In consideration of the fact that Plaintiff had been a well-regarded teacher and administrator, the school district [Respondent] elected not to initiate disciplinary proceedings but instead offered Plaintiff a "last chance agreement" requiring Plaintiff to satisfy various counseling and reporting requirements and which provided that if, in the future, Plaintiff tested "positive for alcohol on school grounds or was convicted of an alcohol-related offense, he would be terminated without a hearing under Education Law §3020-a." Plaintiff agreed to the terms set out in this "last chance agreement."*

Subsequently faculty and staff reported that Plaintiff appeared to be intoxicated at a school dance at which he was the administrator in charge. Respondent took no disciplinary action then because it was unable to verify those suspicions by administering a blood alcohol test on petitioner. Shortly thereafter Plaintiff was arrested for driving while intoxicated after he refused a breathalyzer test. 
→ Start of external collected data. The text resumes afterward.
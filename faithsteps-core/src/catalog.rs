//! Content catalog: the fixed, ordered set of journeys and read-only queries over it.
use serde::Deserialize;
use std::collections::{HashMap, HashSet};
use std::sync::OnceLock;
use thiserror::Error;

use crate::data::{Category, Difficulty, Journey, Milestone, Season};

/// Errors raised when catalog content violates its structural invariants.
#[derive(Debug, Error, PartialEq, Eq)]
pub enum CatalogError {
    #[error("catalog JSON is malformed: {0}")]
    Malformed(String),
    #[error("journey id `{0}` appears more than once")]
    DuplicateJourney(String),
    #[error("journey `{0}` has no milestones")]
    EmptyJourney(String),
    #[error("journey `{journey}` repeats milestone id `{milestone}`")]
    DuplicateMilestone { journey: String, milestone: String },
    #[error("journey `{journey}` starts at {distance} m instead of 0")]
    NonZeroStart { journey: String, distance: u32 },
    #[error("journey `{journey}` milestone `{milestone}` moves backwards ({previous} m -> {distance} m)")]
    DecreasingDistance {
        journey: String,
        milestone: String,
        previous: u32,
        distance: u32,
    },
    #[error("journey `{journey}` milestone `{milestone}` has order {order} at index {index}")]
    OrderMismatch {
        journey: String,
        milestone: String,
        order: usize,
        index: usize,
    },
    #[error("journey `{journey}` declares total {declared} m but its last milestone is at {last} m")]
    TotalDistanceMismatch {
        journey: String,
        declared: u32,
        last: u32,
    },
    #[error("journey `{journey}` requires unknown journey `{requirement}`")]
    UnknownRequirement { journey: String, requirement: String },
    #[error("unlock requirements form a cycle through `{0}`")]
    RequirementCycle(String),
}

#[derive(Debug, Deserialize)]
struct CatalogFile {
    journeys: Vec<Journey>,
}

/// Immutable, validated collection of journeys in catalog order.
#[derive(Debug, Clone)]
pub struct Catalog {
    journeys: Vec<Journey>,
    index: HashMap<String, usize>,
}

impl Catalog {
    /// Build a catalog from journeys, validating every structural invariant.
    ///
    /// # Errors
    ///
    /// Returns the first [`CatalogError`] encountered.
    pub fn new(journeys: Vec<Journey>) -> Result<Self, CatalogError> {
        let mut index = HashMap::with_capacity(journeys.len());
        for (position, journey) in journeys.iter().enumerate() {
            if index.insert(journey.id.clone(), position).is_some() {
                return Err(CatalogError::DuplicateJourney(journey.id.clone()));
            }
        }
        let catalog = Self { journeys, index };
        for journey in &catalog.journeys {
            validate_journey(journey)?;
            catalog.validate_links(journey)?;
        }
        catalog.validate_acyclic()?;
        Ok(catalog)
    }

    /// Parse and validate a catalog from a JSON document of the form `{"journeys": [...]}`.
    ///
    /// # Errors
    ///
    /// Returns [`CatalogError::Malformed`] for unparseable JSON, or any validation error.
    pub fn from_json(json: &str) -> Result<Self, CatalogError> {
        let file: CatalogFile =
            serde_json::from_str(json).map_err(|err| CatalogError::Malformed(err.to_string()))?;
        Self::new(file.journeys)
    }

    /// Catalog shipped with the crate.
    ///
    /// # Errors
    ///
    /// Returns an error if the embedded asset fails validation.
    pub fn load_builtin() -> Result<Self, CatalogError> {
        Self::from_json(include_str!("../assets/journeys.json"))
    }

    /// Process-wide shared copy of the shipped catalog, parsed on first use.
    ///
    /// Falls back to an empty catalog if the embedded asset fails validation.
    #[must_use]
    pub fn builtin() -> &'static Self {
        static CATALOG: OnceLock<Catalog> = OnceLock::new();
        CATALOG.get_or_init(|| {
            Self::load_builtin().unwrap_or_else(|err| {
                log::error!("bundled journey catalog rejected: {err}");
                Self {
                    journeys: Vec::new(),
                    index: HashMap::new(),
                }
            })
        })
    }

    /// All journeys in catalog order.
    #[must_use]
    pub fn journeys(&self) -> &[Journey] {
        &self.journeys
    }

    #[must_use]
    pub fn len(&self) -> usize {
        self.journeys.len()
    }

    #[must_use]
    pub fn is_empty(&self) -> bool {
        self.journeys.is_empty()
    }

    #[must_use]
    pub fn get_journey_by_id(&self, id: &str) -> Option<&Journey> {
        self.index.get(id).and_then(|&i| self.journeys.get(i))
    }

    #[must_use]
    pub fn contains(&self, id: &str) -> bool {
        self.index.contains_key(id)
    }

    #[must_use]
    pub fn get_journeys_by_difficulty(&self, difficulty: Difficulty) -> Vec<&Journey> {
        self.filter(|j| j.difficulty == difficulty)
    }

    #[must_use]
    pub fn get_journeys_by_category(&self, category: Category) -> Vec<&Journey> {
        self.filter(|j| j.category == category)
    }

    #[must_use]
    pub fn get_featured_journeys(&self) -> Vec<&Journey> {
        self.filter(|j| j.is_featured)
    }

    #[must_use]
    pub fn get_seasonal_journeys(&self, season: Season) -> Vec<&Journey> {
        self.filter(|j| j.is_seasonal_in(season))
    }

    /// Seasonal journeys whose window contains the given calendar day.
    #[must_use]
    pub fn get_journeys_in_season_on(&self, month: u32, day: u32) -> Vec<&Journey> {
        self.filter(|j| {
            j.seasonal
                .as_ref()
                .is_some_and(|window| window.is_active_on(month, day))
        })
    }

    /// Resolve `next_part` one hop; `None` when absent or dangling.
    #[must_use]
    pub fn get_next_journey_in_series(&self, journey_id: &str) -> Option<&Journey> {
        let current = self.get_journey_by_id(journey_id)?;
        let next = current.next_part.as_deref()?;
        self.get_journey_by_id(next)
    }

    /// Members of a series ordered by part number, then catalog order.
    #[must_use]
    pub fn get_series(&self, part_of: &str) -> Vec<&Journey> {
        let mut members = self.filter(|j| j.part_of.as_deref() == Some(part_of));
        members.sort_by_key(|j| j.part_number.unwrap_or(u32::MAX));
        members
    }

    #[must_use]
    pub fn get_milestone(&self, journey_id: &str, milestone_id: &str) -> Option<&Milestone> {
        self.get_journey_by_id(journey_id)?.milestone(milestone_id)
    }

    #[must_use]
    pub fn milestone_index(&self, journey_id: &str, milestone_id: &str) -> Option<usize> {
        self.get_journey_by_id(journey_id)?
            .milestone_index(milestone_id)
    }

    /// Whether every unlock requirement of `journey_id` satisfies `is_completed`.
    /// Unknown journeys are never unlocked.
    #[must_use]
    pub fn is_journey_unlocked(&self, journey_id: &str, is_completed: impl Fn(&str) -> bool) -> bool {
        self.get_journey_by_id(journey_id).is_some_and(|journey| {
            journey
                .unlock_requirements
                .iter()
                .all(|requirement| is_completed(requirement))
        })
    }

    fn filter(&self, predicate: impl Fn(&Journey) -> bool) -> Vec<&Journey> {
        self.journeys.iter().filter(|j| predicate(j)).collect()
    }

    fn validate_links(&self, journey: &Journey) -> Result<(), CatalogError> {
        for requirement in &journey.unlock_requirements {
            if !self.contains(requirement) {
                return Err(CatalogError::UnknownRequirement {
                    journey: journey.id.clone(),
                    requirement: requirement.clone(),
                });
            }
        }
        if let Some(next) = journey.next_part.as_deref()
            && !self.contains(next)
        {
            log::warn!(
                "journey `{}` points at unpublished next part `{next}`",
                journey.id
            );
        }
        Ok(())
    }

    fn validate_acyclic(&self) -> Result<(), CatalogError> {
        #[derive(Clone, Copy, PartialEq, Eq)]
        enum Mark {
            Unvisited,
            Visiting,
            Done,
        }

        fn visit(catalog: &Catalog, at: usize, marks: &mut [Mark]) -> Result<(), CatalogError> {
            match marks[at] {
                Mark::Done => return Ok(()),
                Mark::Visiting => {
                    return Err(CatalogError::RequirementCycle(
                        catalog.journeys[at].id.clone(),
                    ));
                }
                Mark::Unvisited => {}
            }
            marks[at] = Mark::Visiting;
            for requirement in &catalog.journeys[at].unlock_requirements {
                if let Some(&next) = catalog.index.get(requirement) {
                    visit(catalog, next, marks)?;
                }
            }
            marks[at] = Mark::Done;
            Ok(())
        }

        let mut marks = vec![Mark::Unvisited; self.journeys.len()];
        for start in 0..self.journeys.len() {
            visit(self, start, &mut marks)?;
        }
        Ok(())
    }
}

fn validate_journey(journey: &Journey) -> Result<(), CatalogError> {
    let Some(first) = journey.milestones.first() else {
        return Err(CatalogError::EmptyJourney(journey.id.clone()));
    };
    if first.distance_from_start != 0 {
        return Err(CatalogError::NonZeroStart {
            journey: journey.id.clone(),
            distance: first.distance_from_start,
        });
    }

    let mut seen = HashSet::with_capacity(journey.milestones.len());
    let mut previous = 0;
    for (index, milestone) in journey.milestones.iter().enumerate() {
        if !seen.insert(milestone.id.as_str()) {
            return Err(CatalogError::DuplicateMilestone {
                journey: journey.id.clone(),
                milestone: milestone.id.clone(),
            });
        }
        if milestone.order != index {
            return Err(CatalogError::OrderMismatch {
                journey: journey.id.clone(),
                milestone: milestone.id.clone(),
                order: milestone.order,
                index,
            });
        }
        if milestone.distance_from_start < previous {
            return Err(CatalogError::DecreasingDistance {
                journey: journey.id.clone(),
                milestone: milestone.id.clone(),
                previous,
                distance: milestone.distance_from_start,
            });
        }
        previous = milestone.distance_from_start;
    }

    if journey.total_distance != previous {
        return Err(CatalogError::TotalDistanceMismatch {
            journey: journey.id.clone(),
            declared: journey.total_distance,
            last: previous,
        });
    }
    Ok(())
}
As the last chance agreement provided for Plaintiff's immediate termination without a hearing only if he tested positive for alcohol or was convicted of an alcohol-related offense, Respondent initiated disciplinary proceedings pursuant to §3020-a of the Education Law. 

The seven charges filed against Plaintiff including allegations that he failed to comply with the last chance agreement and violated school policies by keeping empty alcohol bottles in his desk at school. After a three-day disciplinary hearing, the Hearing Officer sustained all seven charges and accepted Respondent's recommendation that Plaintiff be terminated from his position.

In response to Plaintiff's initiating this proceeding under Education Law §3020-a (5) and CPLR §7511 seeking to vacate the arbitration award, Respondent cross-moved to confirm the arbitration award. Supreme Court vacated certain charges and specifications and certain factual findings of the Hearing Officer and found the penalty to be shocking to the conscience. Respondent appealed and the Appellate Division reversed the lower court's judgment.

In vacating the arbitration award in part, the Supreme Court determined that, among other things, [1] the parties "mutually rescinded" the last chance agreement when they proceeded to arbitration, thus rendering that agreement void and [2] Respondent elected its remedy by proceeding to arbitration, thereby foregoing any prospective disciplinary action against Plaintiff under the last chance agreement. 

In addition, Supreme Court found that the Hearing Officer's recommendation of termination was shockingly disproportionate to Plaintiff's misconduct "inasmuch as that misconduct did not occur on school grounds," remitting the matter to a different hearing officer to conduct a hearing on the appropriate sanction for the charges sustained.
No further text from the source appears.